Algunas recomendaciones específicas son:

a) En relación a la simplificación de procedimientos:


i.   Establecer por norma los cronogramas de ejecución de los principales procedimientos que afectan el ritmo del gasto.
ii.  Simplificar los procedimientos de trámites de pasajes y viáticos para asegurar los servicios de acompañamiento docente y las visitas de supervisión.
iii. Permitir la extensión automática de contratos de profesores que hayan logrado un buen desempeño laboral.
iv.  Informatizar y simplificar los procedimientos más utilizados en la administración educativa.
v.   Capacitar personal necesario y suficiente para la programación, ejecución y supervisión presupuestal en todas las instancias de gestión.



b) En relación a la desconcentración / descentralización de recursos presupuestarios:

i.   Transferir progresivamente recursos que podrían ser ejecutados por las regiones (capacitación, alfabetización y construcción de locales escolares).
ii.  Distribuir las partidas destinadas a bienes fungibles de las Instituciones Educativas tal como se ha hecho con los recursos destinados a reparaciones de locales escolares.
iii. Permitir que progresivamente los gobiernos locales se hagan cargo de la alimentación de los estudiantes y, de alguna forma, de la vigilancia de su salud.


Además, será importante:

a. Evaluar la reforma de los criterios de asignación de recursos presupuestales por escuela y estudiante, lo cual podría tomar en consideración las variables siguientes:
  • i.   La conformación de canastas básicas de inversión por estudiante, que además consideren los mayores niveles de inversión en áreas rurales dispersas.
  • ii.  Los resultados de aprendizaje obtenidos por la institución educativa. Se propone seleccionar un grado de enseñanza en secundaria que sirva como uno de los referentes para medir los progresos académicos de la institución.
  • iii. El apoyo a proyectos de innovación que atienden directamente la mejora de los resultados de los aprendizajes.
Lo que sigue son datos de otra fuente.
use std::ffi::OsStr;
use std::fs;
use std::path::Path;
use std::process::{Command, Output};

use serde_json::Value;
use tempfile::TempDir;

const EXPORT: &str = r#"{
    "timelineObjects": [
        {"placeVisit": {
            "location": {"address": "Pike Place Market, Seattle, Washington, 98101", "latitudeE7": 476097000, "longitudeE7": -1223422000},
            "duration": {"startTimestamp": "2021-09-04T17:00:00.000Z", "endTimestamp": "2021-09-04T18:20:00.000Z"}
        }},
        {"activitySegment": {
            "startLocation": {"latitudeE7": 476097000, "longitudeE7": -1223422000},
            "endLocation": {"latitudeE7": 476205000, "longitudeE7": -1223493000},
            "duration": {"startTimestamp": "2021-09-04T18:20:00Z", "endTimestamp": "2021-09-04T18:40:00Z"},
            "activityType": "WALKING",
            "distance": 1450
        }},
        {"placeVisit": {
            "location": {"address": "Granville Island, Vancouver, British Columbia, Canada"},
            "duration": {"startTimestamp": "2021-09-06T10:00:00Z", "endTimestamp": "2021-09-06T12:00:00Z"}
        }}
    ]
}"#;

fn run_roamreader<I, S>(db: &Path, args: I) -> Output
where
    I: IntoIterator<Item = S>,
    S: AsRef<OsStr>,
{
    Command::new(env!("CARGO_BIN_EXE_roamreader"))
        .arg("--db")
        .arg(db)
        .args(args)
        .env_remove("ROAMREADER_DB")
        .env_remove("OPENAI_API_KEY")
        .env("RUST_LOG", "off")
        .output()
        .unwrap_or_else(|err| panic!("failed to execute roamreader binary: {err}"))
}

fn run_json<I, S>(db: &Path, args: I) -> Value
where
    I: IntoIterator<Item = S>,
    S: AsRef<OsStr>,
{
    let output = run_roamreader(db, args);
    if !output.status.success() {
        let stdout = String::from_utf8_lossy(&output.stdout);
        let stderr = String::from_utf8_lossy(&output.stderr);
        panic!(
            "roamreader command failed (status={}):\nstdout:\n{}\nstderr:\n{}",
            output.status, stdout, stderr
        );
    }

    let stdout = String::from_utf8_lossy(&output.stdout).trim().to_string();
    let value: Value = serde_json::from_str(&stdout)
        .unwrap_or_else(|err| panic!("stdout is not valid JSON: {err}\nstdout:\n{stdout}"));
    assert_eq!(value["contract_version"], "cli.v1");
    value
}

fn path_str(path: &Path) -> &str {
    path.to_str().unwrap_or_else(|| panic!("path should be valid UTF-8: {}", path.display()))
}

struct Fixture {
    _dir: TempDir,
    db: std::path::PathBuf,
}

fn ingested_fixture() -> Fixture {
    let dir = TempDir::new().unwrap_or_else(|err| panic!("failed to create temp dir: {err}"));
    let exports = dir.path().join("Semantic Location History/2021");
    fs::create_dir_all(&exports).unwrap_or_else(|err| panic!("failed to create exports: {err}"));
    fs::write(exports.join("2021_SEPTEMBER.json"), EXPORT)
        .unwrap_or_else(|err| panic!("failed to write export: {err}"));
    fs::write(exports.join("broken.json"), "{\"timelineObjects\": [")
        .unwrap_or_else(|err| panic!("failed to write export: {err}"));

    let db = dir.path().join("history.sqlite3");
    let report = run_json(&db, ["ingest", "--root", path_str(dir.path())]);
    assert_eq!(report["files_seen"], 2);
    assert_eq!(report["files_ingested"], 1);
    assert_eq!(report["record_count"], 3);
    assert_eq!(report["cancelled"], false);
    assert_eq!(report["failures"][0]["kind"], "json");

    Fixture { _dir: dir, db }
}

#[test]
fn db_migrate_and_stats_on_fresh_store() {
    let dir = TempDir::new().unwrap_or_else(|err| panic!("failed to create temp dir: {err}"));
    let db = dir.path().join("fresh.sqlite3");

    let migrate = run_json(&db, ["db", "migrate"]);
    assert_eq!(migrate["migrated"], false);

    let stats = run_json(&db, ["db", "stats"]);
    assert_eq!(stats["counts"]["place_visits"], 0);
    assert_eq!(stats["counts"]["activity_segments"], 0);
    assert_eq!(stats["tables"][0]["table"], "place_visits");
}

#[test]
fn ingest_then_query_structured_and_raw() {
    let fixture = ingested_fixture();

    let stats = run_json(&fixture.db, ["db", "stats"]);
    assert_eq!(stats["counts"]["place_visits"], 2);
    assert_eq!(stats["counts"]["activity_segments"], 1);

    let on_date = run_json(&fixture.db, ["query", "intent", "date", "2021-09-04"]);
    assert_eq!(on_date["rows"][0][0], "Pike Place Market, Seattle, Washington, 98101");
    assert_eq!(on_date["rows"][0][3], 80);

    let walking = run_json(&fixture.db, ["query", "intent", "travel-mode", "--mode", "WALKING"]);
    assert_eq!(walking["rows"][0][2], 1450);

    let raw = run_json(
        &fixture.db,
        ["query", "sql", "SELECT address FROM place_visits ORDER BY address", "--max-rows", "1"],
    );
    assert_eq!(raw["rows"].as_array().map(Vec::len), Some(1));
    assert_eq!(raw["truncated"], true);
}

#[test]
fn visited_and_places_report_derived_regions() {
    let fixture = ingested_fixture();

    let countries = run_json(&fixture.db, ["visited"]);
    assert_eq!(countries["text"], "Countries visited: Canada, United States");

    let states = run_json(&fixture.db, ["visited", "--level", "states"]);
    assert_eq!(states["values"], serde_json::json!(["British Columbia", "Washington"]));

    let places = run_json(&fixture.db, ["places", "Washington"]);
    assert_eq!(places["places"].as_array().map(Vec::len), Some(1));
    assert_eq!(places["places"][0]["latitude"], 47.6097);

    let blank = run_roamreader(&fixture.db, ["places", "  "]);
    assert!(!blank.status.success());
}

#[test]
fn write_statements_are_refused() {
    let fixture = ingested_fixture();
    let output = run_roamreader(&fixture.db, ["query", "sql", "DELETE FROM place_visits"]);
    assert!(!output.status.success());

    let stats = run_json(&fixture.db, ["db", "stats"]);
    assert_eq!(stats["counts"]["place_visits"], 2);
}

#[test]
fn missing_root_is_fatal() {
    let dir = TempDir::new().unwrap_or_else(|err| panic!("failed to create temp dir: {err}"));
    let db = dir.path().join("history.sqlite3");
    let missing = dir.path().join("does-not-exist");

    let output = run_roamreader(&db, ["ingest", "--root", path_str(&missing)]);
    assert!(!output.status.success());
    let stderr = String::from_utf8_lossy(&output.stderr);
    assert!(stderr.contains("directory not found"), "stderr:\n{stderr}");
}

#[test]
fn ask_requires_an_api_key() {
    let dir = TempDir::new().unwrap_or_else(|err| panic!("failed to create temp dir: {err}"));
    let db = dir.path().join("history.sqlite3");
    let output = run_roamreader(&db, ["ask", "Where did I go?"]);
    assert!(!output.status.success());
    assert!(output.stdout.is_empty());
}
b. Desarrollar un programa de nivelación de capacidades de gestión de los gobiernos regionales en educación.
c. Implementar una carrera administrativa que dé una mayor estabilidad a los funcionarios, una adecuada remuneración y capacitación continua.
d. La equidad exige una mayor y más calificada inversión en la Educación Rural. Ello pasa por un apoyo a los profesores para que puedan contar con viviendas sencillas, Instituciones Educativas en redes y la constitución de equipos de acompañamiento docente.
e. Programar una “partida de emergencia” para que en lugares donde se experimenta un incremento de alumnado se pueda contratar inmediatamente profesores, aún cuando, de momento, las plazas puedan ser consideradas “inorgánicas”.
f. Dotar al Sineace de los recursos necesarios para cumplir con las funciones de acreditación de la calidad educativa que le corresponde desarrollar.
g. Desarrollar campañas de mensajes positivos a los Padres de Familia, para que cuiden sus Instituciones Educativas, las apoyen, y generen climas institucionales positivos.